I forgot for every rule there is always an exception - cheers.
STA is `store accumulator' not address. Would you have liked to type STORE_ACCUMULATOR with the high frequency that the instruction occurs on an editor that had no auto-complete? Even reading it is slower than STA. And having them be all three letters meant assemblers could pack the text into memory in fixed-length records; every byte mattered.

Here's the table of ARM mnemonics in the source to Acorn's BBC BASIC for the ARM. https://www.riscosopen.org/viewer/view/castle/RiscOS/Sources... For the 6502, space was tight enough that it was packed to less than three-bytes per mnemonic.

ARM was born from Acorn's frustration with 16-bit CPUs that they considered as successors to the 6502, e.g. 68000, not the 6502.

Your right https://sites.google.com/site/6502asembly/6502-instruction-s...

"ARM was born from Acorn's frustration with 16-bit CPUs that they considered as successors to the 6502, e.g. 68000, not the 6502" yes and no, were both right. ARM looked at a 16bit replacement for the 6502 and found the options of the 68000 not having the performance they wanted. They went to America and checked out the work on the replacement for the 6502 and concluded that they could just make there own CPU and so they did.

Had the replacement for the 6502 not been a one man team then history would be different now.

>  And having them be all three letters meant assemblers could pack the text into memory in fixed-length records; every byte mattered.
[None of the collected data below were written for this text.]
//! `SchedulerRegistry`: named tick schedulers pumped in creation order.
//!
//! The registry is an ordinary value owned by the application root (the
//! `World` in `st-sim`), not global state.  Names are normalised (trimmed,
//! lower-cased, empty → [`DEFAULT_SCHEDULER`]) so `"Radar"`, `" radar "` and
//! `"RADAR"` all resolve to the same scheduler.

use std::fmt;

use st_core::SimTime;

use crate::fault::BoxError;
use crate::scheduler::{TaskKey, TickScheduler, UpdateReport};
use crate::task::TickedTask;
use crate::{Map, ScheduleError, ScheduleResult};

/// Name used when a caller asks for the empty name.
pub const DEFAULT_SCHEDULER: &str = "default";

/// Handle to a scheduler inside a [`SchedulerRegistry`].  Stable for the
/// registry's lifetime; the same name always yields the same id.
#[derive(Copy, Clone, PartialEq, Eq, Hash, PartialOrd, Ord, Debug)]
pub struct SchedulerId(pub u32);

impl SchedulerId {
    #[inline]
    pub fn index(self) -> usize {
        self.0 as usize
    }
}

impl fmt::Display for SchedulerId {
    fn fmt(&self, f: &mut fmt::Formatter<'_>) -> fmt::Result {
        write!(f, "SchedulerId({})", self.0)
    }
}

/// Totals from one [`SchedulerRegistry::pump`].
#[derive(Clone, Debug, Default, PartialEq, Eq)]
pub struct PumpReport {
    pub total:         UpdateReport,
    /// Per scheduler, in pump order.
    pub per_scheduler: Vec<(SchedulerId, UpdateReport)>,
}

pub struct SchedulerRegistry<K: TaskKey> {
    schedulers: Vec<TickScheduler<K>>,
    by_name:    Map<String, SchedulerId>,
}

impl<K: TaskKey> Default for SchedulerRegistry<K> {
    fn default() -> Self {
        Self {
            schedulers: Vec::new(),
            by_name:    Map::default(),
        }
    }
}

impl<K: TaskKey> SchedulerRegistry<K> {
    pub fn new() -> Self {
        Self::default()
    }

    /// Canonical form of a scheduler name.
    pub fn normalize_name(name: &str) -> String {
        let trimmed = name.trim();
        if trimmed.is_empty() {
            DEFAULT_SCHEDULER.to_owned()
        } else {
            trimmed.to_lowercase()
        }
    }

    /// The scheduler registered under `name`, created on first access.
    ///
    /// New schedulers are appended to the pump order.
    pub fn get_or_create(&mut self, name: &str) -> SchedulerId {
        let name = Self::normalize_name(name);
        if let Some(&id) = self.by_name.get(&name) {
            return id;
        }
        let id = SchedulerId(self.schedulers.len() as u32);
        tracing::debug!(scheduler = %name, %id, "scheduler created");
        self.schedulers.push(TickScheduler::new(name.clone()));
        self.by_name.insert(name, id);
        id
    }

    pub fn by_name(&self, name: &str) -> Option<SchedulerId> {
        self.by_name.get(&Self::normalize_name(name)).copied()
    }

    pub fn get(&self, id: SchedulerId) -> ScheduleResult<&TickScheduler<K>> {
        self.schedulers
            .get(id.index())
            .ok_or(ScheduleError::UnknownScheduler(id.0))
    }

    pub fn get_mut(&mut self, id: SchedulerId) -> ScheduleResult<&mut TickScheduler<K>> {
        self.schedulers
            .get_mut(id.index())
            .ok_or(ScheduleError::UnknownScheduler(id.0))
    }

    /// Scheduler names in pump order.
    pub fn names(&self) -> impl Iterator<Item = &str> + '_ {
        self.schedulers.iter().map(|s| s.name())
    }

    pub fn len(&self) -> usize {
        self.schedulers.len()
    }

    pub fn is_empty(&self) -> bool {
        self.schedulers.is_empty()
    }

    /// Update every scheduler once at `now`, in creation order.
    ///
    /// `handler` also receives the id of the scheduler being updated, so one
    /// closure can serve all of them.
    pub fn pump<F>(&mut self, now: SimTime, mut handler: F) -> PumpReport
    where
        F: FnMut(SchedulerId, &mut TickScheduler<K>, &TickedTask<K>) -> Result<(), BoxError>,
    {
        let mut report = PumpReport::default();
        for (i, scheduler) in self.schedulers.iter_mut().enumerate() {
            let id = SchedulerId(i as u32);
            let update = scheduler.update(now, |s, task| handler(id, s, task));
            report.total.merge(update);
            report.per_scheduler.push((id, update));
        }
        report
    }
}
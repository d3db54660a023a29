//! Static scenery: a ring of rocks and the named patrol routes.

use std::collections::BTreeMap;
use std::io::Cursor;

use glam::Vec3;

use st_core::{EntityId, LayerMask, SimRng};
use st_sim::World;
use st_spatial::{PathWay, SpatialResult, load_paths_reader};

/// Half-size of the arena on X and Z.
pub const ARENA_HALF: f32 = 40.0;

// One row per waypoint; see `st_spatial::loader` for the format.
const ROUTES_CSV: &str = "\
path,x,y,z,radius,cyclic\n\
perimeter,-30,0,-30,2,true\n\
perimeter,30,0,-30,2,true\n\
perimeter,30,0,30,2,true\n\
perimeter,-30,0,30,2,true\n\
crossing,-35,0,0,1.5,false\n\
crossing,0,0,5,1.5,false\n\
crossing,35,0,0,1.5,false\n\
";

/// Scatter `count` rocks across the arena, keeping the centre clear so the
/// flock does not spawn inside one.
pub fn place_rocks(world: &mut World, rng: &mut SimRng, count: usize) -> Vec<EntityId> {
    let mut rocks = Vec::with_capacity(count);
    while rocks.len() < count {
        let at = rng.point_in_box(Vec3::new(ARENA_HALF * 0.8, 0.0, ARENA_HALF * 0.8));
        if at.length() < 10.0 {
            continue;
        }
        let radius = rng.gen_range(1.0..3.0);
        rocks.push(world.spawn_obstacle(at, radius, LayerMask::default()));
    }
    rocks
}

/// Patrol routes keyed by name.
pub fn routes() -> SpatialResult<BTreeMap<String, PathWay>> {
    load_paths_reader(Cursor::new(ROUTES_CSV))
}
//! Separation, cohesion and alignment over the radar's neighbors.

use glam::Vec3;

use st_agent::Agent;
use st_core::AgentRng;

use crate::{BehaviorResult, SteerContext, Steering};

/// Which radar agents count as neighbors.  See
/// [`Agent::is_in_neighborhood`].
#[derive(Copy, Clone, Debug, PartialEq)]
pub struct Neighborhood {
    pub min_distance:  f32,
    pub max_distance:  f32,
    pub cos_max_angle: f32,
}

impl Default for Neighborhood {
    fn default() -> Self {
        Self { min_distance: 1.0, max_distance: 5.0, cos_max_angle: 0.7 }
    }
}

impl Neighborhood {
    pub fn new(min_distance: f32, max_distance: f32) -> Self {
        Self { min_distance, max_distance, ..Self::default() }
    }

    pub fn contains(&self, me: &Agent, other: &Agent) -> bool {
        me.is_in_neighborhood(other, self.min_distance, self.max_distance, self.cos_max_angle)
    }

    fn members<'a>(&self, ctx: &SteerContext<'a>) -> impl Iterator<Item = &'a Agent> + use<'a> {
        let me = ctx.me;
        let hood = *self;
        ctx.neighbors().filter(move |other| hood.contains(me, other))
    }
}

// ── Separation ────────────────────────────────────────────────────────────────

/// Push away from neighbors, closer ones harder (inverse square).  Unit
/// length, or zero without neighbors.
#[derive(Clone, Debug, Default)]
pub struct Separation {
    pub neighborhood: Neighborhood,
}

impl Steering for Separation {
    fn name(&self) -> &'static str {
        "separation"
    }

    fn calculate_force(&mut self, ctx: &SteerContext<'_>, _rng: &mut AgentRng) -> BehaviorResult<Vec3> {
        let position = ctx.me.position();
        let mut sum = Vec3::ZERO;
        let mut count = 0u32;
        for other in self.neighborhood.members(ctx) {
            let offset = other.position() - position;
            let dist_sq = offset.length_squared();
            if dist_sq > 0.0 {
                sum -= offset / dist_sq;
            }
            count += 1;
        }
        if count == 0 {
            return Ok(Vec3::ZERO);
        }
        Ok((sum / count as f32).normalize_or_zero())
    }
}

// ── Cohesion ──────────────────────────────────────────────────────────────────

/// Steer toward the neighbors' centroid.
#[derive(Clone, Debug, Default)]
pub struct Cohesion {
    pub neighborhood: Neighborhood,
}

impl Steering for Cohesion {
    fn name(&self) -> &'static str {
        "cohesion"
    }

    fn calculate_force(&mut self, ctx: &SteerContext<'_>, _rng: &mut AgentRng) -> BehaviorResult<Vec3> {
        let mut sum = Vec3::ZERO;
        let mut count = 0u32;
        for other in self.neighborhood.members(ctx) {
            sum += other.position();
            count += 1;
        }
        if count == 0 {
            return Ok(Vec3::ZERO);
        }
        Ok(sum / count as f32 - ctx.me.position())
    }
}

// ── Alignment ─────────────────────────────────────────────────────────────────

/// Turn toward the neighbors' average heading.  Unit length.
#[derive(Clone, Debug, Default)]
pub struct Alignment {
    pub neighborhood: Neighborhood,
}

impl Steering for Alignment {
    fn name(&self) -> &'static str {
        "alignment"
    }

    fn calculate_force(&mut self, ctx: &SteerContext<'_>, _rng: &mut AgentRng) -> BehaviorResult<Vec3> {
        let mut sum = Vec3::ZERO;
        let mut count = 0u32;
        for other in self.neighborhood.members(ctx) {
            sum += other.forward();
            count += 1;
        }
        if count == 0 {
            return Ok(Vec3::ZERO);
        }
        Ok((sum / count as f32 - ctx.me.forward()).normalize_or_zero())
    }
}
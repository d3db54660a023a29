use thiserror::Error;

use st_core::{EntityId, SteerError};

#[derive(Debug, Error)]
pub enum BehaviorError {
    #[error("behavior configuration error: {0}")]
    Config(String),

    #[error("{follower} is not in the formation led by {leader}")]
    NotInFormation { leader: EntityId, follower: EntityId },

    #[error(transparent)]
    Core(#[from] SteerError),
}

pub type BehaviorResult<T> = Result<T, BehaviorError>;
//! Simulation time model.
//!
//! # Design
//!
//! Ticked tasks run on an absolute clock measured in seconds, independent of
//! the host's frame rate.  `SimTime` wraps that clock as an `f64` so it can
//! grow for hours without losing the millisecond resolution tick lengths
//! need, while per-frame deltas and tick lengths stay `f32` to match the
//! vector math.
//!
//! `SimTime` is totally ordered (via `f64::total_cmp`) so it can key a
//! binary heap directly.

use std::cmp::Ordering;
use std::fmt;

// ── SimTime ───────────────────────────────────────────────────────────────────

/// An absolute point on the simulation clock, in seconds.
#[derive(Copy, Clone, Debug, Default)]
#[cfg_attr(feature = "serde", derive(serde::Serialize, serde::Deserialize))]
pub struct SimTime(pub f64);

impl SimTime {
    pub const ZERO: SimTime = SimTime(0.0);

    #[inline]
    pub fn from_secs(secs: f64) -> SimTime {
        SimTime(secs)
    }

    #[inline]
    pub fn as_secs(self) -> f64 {
        self.0
    }

    /// The time `secs` seconds after `self`.
    #[inline]
    pub fn offset(self, secs: f32) -> SimTime {
        SimTime(self.0 + secs as f64)
    }

    /// Seconds elapsed from `earlier` to `self`.  Negative if `earlier` is
    /// actually later.
    #[inline]
    pub fn since(self, earlier: SimTime) -> f32 {
        (self.0 - earlier.0) as f32
    }
}

impl PartialEq for SimTime {
    fn eq(&self, other: &Self) -> bool {
        self.0.total_cmp(&other.0) == Ordering::Equal
    }
}

impl Eq for SimTime {}

impl PartialOrd for SimTime {
    fn partial_cmp(&self, other: &Self) -> Option<Ordering> {
        Some(self.cmp(other))
    }
}

impl Ord for SimTime {
    fn cmp(&self, other: &Self) -> Ordering {
        self.0.total_cmp(&other.0)
    }
}

impl std::ops::Add<f32> for SimTime {
    type Output = SimTime;
    #[inline]
    fn add(self, rhs: f32) -> SimTime {
        self.offset(rhs)
    }
}

impl std::ops::Sub for SimTime {
    type Output = f32;
    #[inline]
    fn sub(self, rhs: SimTime) -> f32 {
        self.since(rhs)
    }
}

impl fmt::Display for SimTime {
    fn fmt(&self, f: &mut fmt::Formatter<'_>) -> fmt::Result {
        write!(f, "t={:.3}s", self.0)
    }
}

// ── FrameClock ────────────────────────────────────────────────────────────────

/// Accumulates host frame deltas into an absolute `SimTime`.
///
/// The host calls [`FrameClock::advance`] once per frame and feeds the
/// returned time to the scheduler pump, which requires `now` to be
/// monotonically non-decreasing.  Negative deltas are ignored for that reason.
#[derive(Clone, Debug, Default)]
#[cfg_attr(feature = "serde", derive(serde::Serialize, serde::Deserialize))]
pub struct FrameClock {
    pub now:   SimTime,
    pub frame: u64,
}

impl FrameClock {
    pub fn new() -> Self {
        Self::default()
    }

    /// Advance by one frame of `dt` seconds and return the new time.
    #[inline]
    pub fn advance(&mut self, dt: f32) -> SimTime {
        self.now = self.now.offset(dt.max(0.0));
        self.frame += 1;
        self.now
    }
}

impl fmt::Display for FrameClock {
    fn fmt(&self, f: &mut fmt::Formatter<'_>) -> fmt::Result {
        write!(f, "frame {} ({})", self.frame, self.now)
    }
}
As much as I agree with using the mnemonics, this is a bogus argument. Even C64 BASIC tokenized stuff before storing it, because there's no reason to store the name at all. In fact, if you prefer, the 6502 instruction set is small enough to represent it in the assemblers editor as a single byte index into an array. Or you could just use the opcode itself.

BBC BASIC tokenised BASIC keywords before the line was stored in memory, e.g. PRINT was represented by a single byte. Some tokens needed more than one byte, especially in later versions.
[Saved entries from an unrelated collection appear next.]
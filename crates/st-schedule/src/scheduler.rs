//! `TickScheduler`: priority-ordered, time-sliced queue of periodic tasks.
//!
//! # Ordering
//!
//! Tasks are popped in ascending `(next_tick_time, priority, seq)` order,
//! where `seq` is a monotonically increasing enqueue counter.  Equal due
//! times therefore run lowest priority value first and FIFO after that.
//!
//! # Mutation during `update`
//!
//! The handler receives `&mut TickScheduler` and may add or remove any task,
//! including the one currently running.  Removal is immediate: the task's
//! slot is dropped and its heap entry goes stale.  Every slot carries a
//! generation number and every heap entry records the generation it was
//! pushed with, so a stale entry (removed, or removed and re-added) is
//! recognised and discarded when it reaches the top.  Fired tasks and tasks
//! added mid-update are parked in a deferred list and only pushed back onto
//! the heap once the loop ends.

use std::cmp::Ordering;
use std::collections::BinaryHeap;
use std::fmt;
use std::hash::Hash;
use std::panic::{self, AssertUnwindSafe};

use st_core::SimTime;

use crate::fault::{BoxError, FaultHandler, LogFaults, TaskFault};
use crate::task::{sanitize_tick_length, TickedTask};
use crate::{Map, ScheduleError, ScheduleResult};

/// Bound required of task keys.
pub trait TaskKey: Copy + Eq + Hash + fmt::Debug + 'static {}

impl<T> TaskKey for T where T: Copy + Eq + Hash + fmt::Debug + 'static {}

// ── Heap entry ────────────────────────────────────────────────────────────────

struct HeapEntry<K> {
    due:        SimTime,
    priority:   i32,
    seq:        u64,
    generation: u64,
    key:        K,
}

impl<K> HeapEntry<K> {
    #[inline]
    fn rank(&self) -> (SimTime, i32, u64) {
        (self.due, self.priority, self.seq)
    }
}

impl<K> PartialEq for HeapEntry<K> {
    fn eq(&self, other: &Self) -> bool {
        self.rank() == other.rank()
    }
}

impl<K> Eq for HeapEntry<K> {}

impl<K> PartialOrd for HeapEntry<K> {
    fn partial_cmp(&self, other: &Self) -> Option<Ordering> {
        Some(self.cmp(other))
    }
}

impl<K> Ord for HeapEntry<K> {
    // Reversed: `BinaryHeap` is a max-heap and we want the earliest on top.
    fn cmp(&self, other: &Self) -> Ordering {
        other.rank().cmp(&self.rank())
    }
}

struct Slot<K> {
    task:       TickedTask<K>,
    generation: u64,
    seq:        u64,
}

// ── UpdateReport ──────────────────────────────────────────────────────────────

/// What one `update` call did.
#[derive(Copy, Clone, Debug, Default, PartialEq, Eq)]
pub struct UpdateReport {
    /// Handler invocations, faulted ones included.
    pub processed:     usize,
    pub faulted:       usize,
    /// Heap entries discarded because their task was removed or re-added.
    pub stale_dropped: usize,
}

impl UpdateReport {
    pub fn merge(&mut self, other: UpdateReport) {
        self.processed += other.processed;
        self.faulted += other.faulted;
        self.stale_dropped += other.stale_dropped;
    }
}

// ── TickScheduler ─────────────────────────────────────────────────────────────

pub struct TickScheduler<K: TaskKey> {
    name:                     String,
    tasks:                    Map<K, Slot<K>>,
    heap:                     BinaryHeap<HeapEntry<K>>,
    deferred:                 Vec<(K, u64)>,
    updating:                 bool,
    next_seq:                 u64,
    next_generation:          u64,
    max_processed_per_update: i32,
    paused:                   bool,
    faults:                   Box<dyn FaultHandler<K>>,
}

impl<K: TaskKey> TickScheduler<K> {
    /// An empty, unpaused scheduler with no per-update cap that logs faults.
    pub fn new(name: impl Into<String>) -> Self {
        Self {
            name:                     name.into(),
            tasks:                    Map::default(),
            heap:                     BinaryHeap::new(),
            deferred:                 Vec::new(),
            updating:                 false,
            next_seq:                 0,
            next_generation:          0,
            max_processed_per_update: 0,
            paused:                   false,
            faults:                   Box::new(LogFaults),
        }
    }

    pub fn name(&self) -> &str {
        &self.name
    }

    // ── Configuration ─────────────────────────────────────────────────────

    pub fn max_processed_per_update(&self) -> i32 {
        self.max_processed_per_update
    }

    /// Cap on handler invocations per `update`.  `<= 0` means unlimited.
    pub fn set_max_processed_per_update(&mut self, max: i32) {
        self.max_processed_per_update = max;
    }

    pub fn is_paused(&self) -> bool {
        self.paused
    }

    /// While paused, `update` does nothing; tasks keep their due times.
    pub fn set_paused(&mut self, paused: bool) {
        self.paused = paused;
    }

    pub fn set_fault_handler(&mut self, handler: impl FaultHandler<K>) {
        self.faults = Box::new(handler);
    }

    // ── Queries ───────────────────────────────────────────────────────────

    pub fn len(&self) -> usize {
        self.tasks.len()
    }

    pub fn is_empty(&self) -> bool {
        self.tasks.is_empty()
    }

    pub fn contains(&self, key: &K) -> bool {
        self.tasks.contains_key(key)
    }

    pub fn task(&self, key: &K) -> Option<&TickedTask<K>> {
        self.tasks.get(key).map(|slot| &slot.task)
    }

    /// Earliest due time among scheduled tasks.
    pub fn next_due_time(&self) -> Option<SimTime> {
        self.tasks.values().map(|slot| slot.task.next_tick_time).min()
    }

    // ── Mutation ──────────────────────────────────────────────────────────

    /// Schedule `task`.  Returns `false` (and changes nothing) if a task with
    /// the same key is already scheduled.
    pub fn add(&mut self, mut task: TickedTask<K>) -> bool {
        if self.tasks.contains_key(&task.key) {
            return false;
        }
        let key = task.key;
        task.tick_length = sanitize_tick_length(task.tick_length);
        let generation = self.next_generation;
        self.next_generation += 1;
        self.tasks.insert(key, Slot { task, generation, seq: 0 });
        if self.updating {
            self.deferred.push((key, generation));
        } else {
            self.enqueue(key);
        }
        tracing::trace!(scheduler = %self.name, task = ?key, "task added");
        true
    }

    /// Unschedule the task with `key`.  Effective immediately, even from
    /// inside a handler.  Returns whether a task was removed.
    pub fn remove(&mut self, key: &K) -> bool {
        let removed = self.tasks.remove(key).is_some();
        if removed {
            tracing::trace!(scheduler = %self.name, task = ?key, "task removed");
        }
        removed
    }

    /// Change a scheduled task's tick length.  Takes effect from its next
    /// firing; the current due time is left alone.
    pub fn set_tick_length(&mut self, key: &K, secs: f32) -> ScheduleResult<()> {
        match self.tasks.get_mut(key) {
            Some(slot) => {
                slot.task.tick_length = sanitize_tick_length(secs);
                Ok(())
            }
            None => Err(ScheduleError::UnknownTask(format!("{key:?}"), self.name.clone())),
        }
    }

    pub fn clear(&mut self) {
        self.tasks.clear();
        self.heap.clear();
        self.deferred.clear();
    }

    // ── Update ────────────────────────────────────────────────────────────

    /// Run every task due at `now`, in order, up to the per-update cap.
    ///
    /// Each task fires at most once per call.  A handler error is reported
    /// to the fault handler; the task still counts as processed and is
    /// rescheduled normally.  Calling `update` from inside a handler is a
    /// no-op.  A panicking handler is rethrown after the scheduler has been
    /// restored, so a host that catches the unwind can keep updating; the
    /// panicking task counts as fired.
    pub fn update<F>(&mut self, now: SimTime, mut handler: F) -> UpdateReport
    where
        F: FnMut(&mut TickScheduler<K>, &TickedTask<K>) -> Result<(), BoxError>,
    {
        let mut report = UpdateReport::default();
        if self.paused || self.updating {
            return report;
        }

        let cap = if self.max_processed_per_update <= 0 {
            usize::MAX
        } else {
            self.max_processed_per_update as usize
        };

        self.updating = true;
        let mut in_flight = None;
        let outcome = panic::catch_unwind(AssertUnwindSafe(|| {
            self.drain(now, cap, &mut handler, &mut report, &mut in_flight)
        }));
        self.updating = false;
        if let Err(payload) = outcome {
            if let Some((key, generation)) = in_flight {
                self.reschedule_if_live(key, generation, now);
            }
            self.flush_deferred();
            tracing::warn!(scheduler = %self.name, now = now.as_secs(), "task handler panicked");
            panic::resume_unwind(payload);
        }
        self.flush_deferred();

        if report.processed > 0 {
            tracing::trace!(
                scheduler = %self.name,
                now = now.as_secs(),
                processed = report.processed,
                faulted = report.faulted,
                "scheduler updated"
            );
        }
        report
    }

    // ── Internals ─────────────────────────────────────────────────────────

    /// The update loop proper.  `in_flight` holds the entry whose handler is
    /// running so a panic can still reschedule it.
    fn drain<F>(
        &mut self,
        now: SimTime,
        cap: usize,
        handler: &mut F,
        report: &mut UpdateReport,
        in_flight: &mut Option<(K, u64)>,
    ) where
        F: FnMut(&mut TickScheduler<K>, &TickedTask<K>) -> Result<(), BoxError>,
    {
        while report.processed < cap {
            match self.heap.peek() {
                Some(top) if top.due <= now => {}
                _ => break,
            }
            let Some(entry) = self.heap.pop() else { break };
            let Some(task) = self.live_task(&entry) else {
                report.stale_dropped += 1;
                continue;
            };

            *in_flight = Some((entry.key, entry.generation));
            let result = handler(self, &task);
            *in_flight = None;
            if let Err(source) = result {
                report.faulted += 1;
                self.faults.on_fault(TaskFault {
                    scheduler: self.name.clone(),
                    key: task.key,
                    at: now,
                    source,
                });
            }
            report.processed += 1;
            self.reschedule_if_live(entry.key, entry.generation, now);
        }
    }

    /// Park a fired task for re-pushing, unless the handler removed or
    /// replaced it.
    fn reschedule_if_live(&mut self, key: K, generation: u64, now: SimTime) {
        if let Some(slot) = self.tasks.get_mut(&key) {
            if slot.generation == generation {
                slot.task.mark_fired(now);
                self.deferred.push((key, generation));
            }
        }
    }

    fn live_task(&self, entry: &HeapEntry<K>) -> Option<TickedTask<K>> {
        self.tasks
            .get(&entry.key)
            .filter(|slot| slot.generation == entry.generation)
            .map(|slot| slot.task)
    }

    fn enqueue(&mut self, key: K) {
        if let Some(slot) = self.tasks.get_mut(&key) {
            slot.seq = self.next_seq;
            self.next_seq += 1;
            self.heap.push(HeapEntry {
                due:        slot.task.next_tick_time,
                priority:   slot.task.priority,
                seq:        slot.seq,
                generation: slot.generation,
                key,
            });
        }
    }

    fn flush_deferred(&mut self) {
        let deferred = std::mem::take(&mut self.deferred);
        for (key, generation) in deferred {
            let live = self.tasks.get(&key).is_some_and(|slot| slot.generation == generation);
            if live {
                self.enqueue(key);
            }
        }
        self.compact_if_needed();
    }

    /// Rebuild the heap from live slots once stale entries dominate it.
    fn compact_if_needed(&mut self) {
        if self.heap.len() <= 2 * self.tasks.len() + 32 {
            return;
        }
        let before = self.heap.len();
        self.heap = self
            .tasks
            .iter()
            .map(|(key, slot)| HeapEntry {
                due:        slot.task.next_tick_time,
                priority:   slot.task.priority,
                seq:        slot.seq,
                generation: slot.generation,
                key:        *key,
            })
            .collect();
        tracing::trace!(scheduler = %self.name, before, after = self.heap.len(), "heap compacted");
    }
}

impl<K: TaskKey> fmt::Debug for TickScheduler<K> {
    fn fmt(&self, f: &mut fmt::Formatter<'_>) -> fmt::Result {
        f.debug_struct("TickScheduler")
            .field("name", &self.name)
            .field("tasks", &self.tasks.len())
            .field("max_processed_per_update", &self.max_processed_per_update)
            .field("paused", &self.paused)
            .finish()
    }
}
But I'm talking about assembler here. BBC BASIC has a built-in assembler, e.g. 6502, Z80, or ARM, depending on the CPU it's running on. The assembler source in the BASIC program is not tokenised on input but stored as plain text. Instead, when those lines of BASIC, since that's what these embedded lines of assembler, wrapped in [...], are, get run the machine code is assembled at the address in BASIC's P% integer register variable and P% is moved on. At that point of execution BASIC must hunt for the mnemonic, stored in the "tokenised" BASIC line as plain text, in its table; the table I reference in the case of ARM BASIC. That table can be laid out as it is because each mnemonic is three characters long, e.g. mov, ldr, stm, and bic.

You mixing tokenising BASIC, which BBC BASIC did, and the embedded ARM assembler, which it didn't, and then adding in an "assembler's editor", and there wasn't one of them. Just lines of BASIC program, 10, 20, ..., some of which switched to assembler with a [.

I'm not talking about the BBC specifically all - the specific system is irrelevant - and so I'm not "mixing" anything. Many 6502 based systems did have assembler editors; many more had "monitors" that would assemble line by line on the fly - if not built in then as common extensions.

(in fact I did most of my M6502 assembly programming in a monitor, with a notepad to keep track of where various functions started; it was first a couple of years after a I started doing assembly that I got a proper macro assembler for my C64, and even then exactly because "every byte mattered" it was not at all uncommon to still stick to a monitor on a cartridge rather than have a macro assembler "waste" precious memory for the assembler and source text)

What I'm talking about is the general idea that longer keywords somehow would prevent an assembler from using fixed length records to represent lines, though reading it in context of what you wrote above I see your reference to fixed length records referred to the table used for assembling, not to the source lines in which case it makes slightly more sense to me.

Though not fully, as it'd be both faster and take less code to use custom search code to match the input against the available opcodes than to insist on a fixed length record - did a quick check and it should be doable to save at least a dozen or two bytes and reduce the average search time significantly by range checking and using lookup table for the first character. It might've been convenient to write the code with fixed records, but it's far from optimal in terms of either performance or code size, so it doesn't seem like code size bothered them that much in this case.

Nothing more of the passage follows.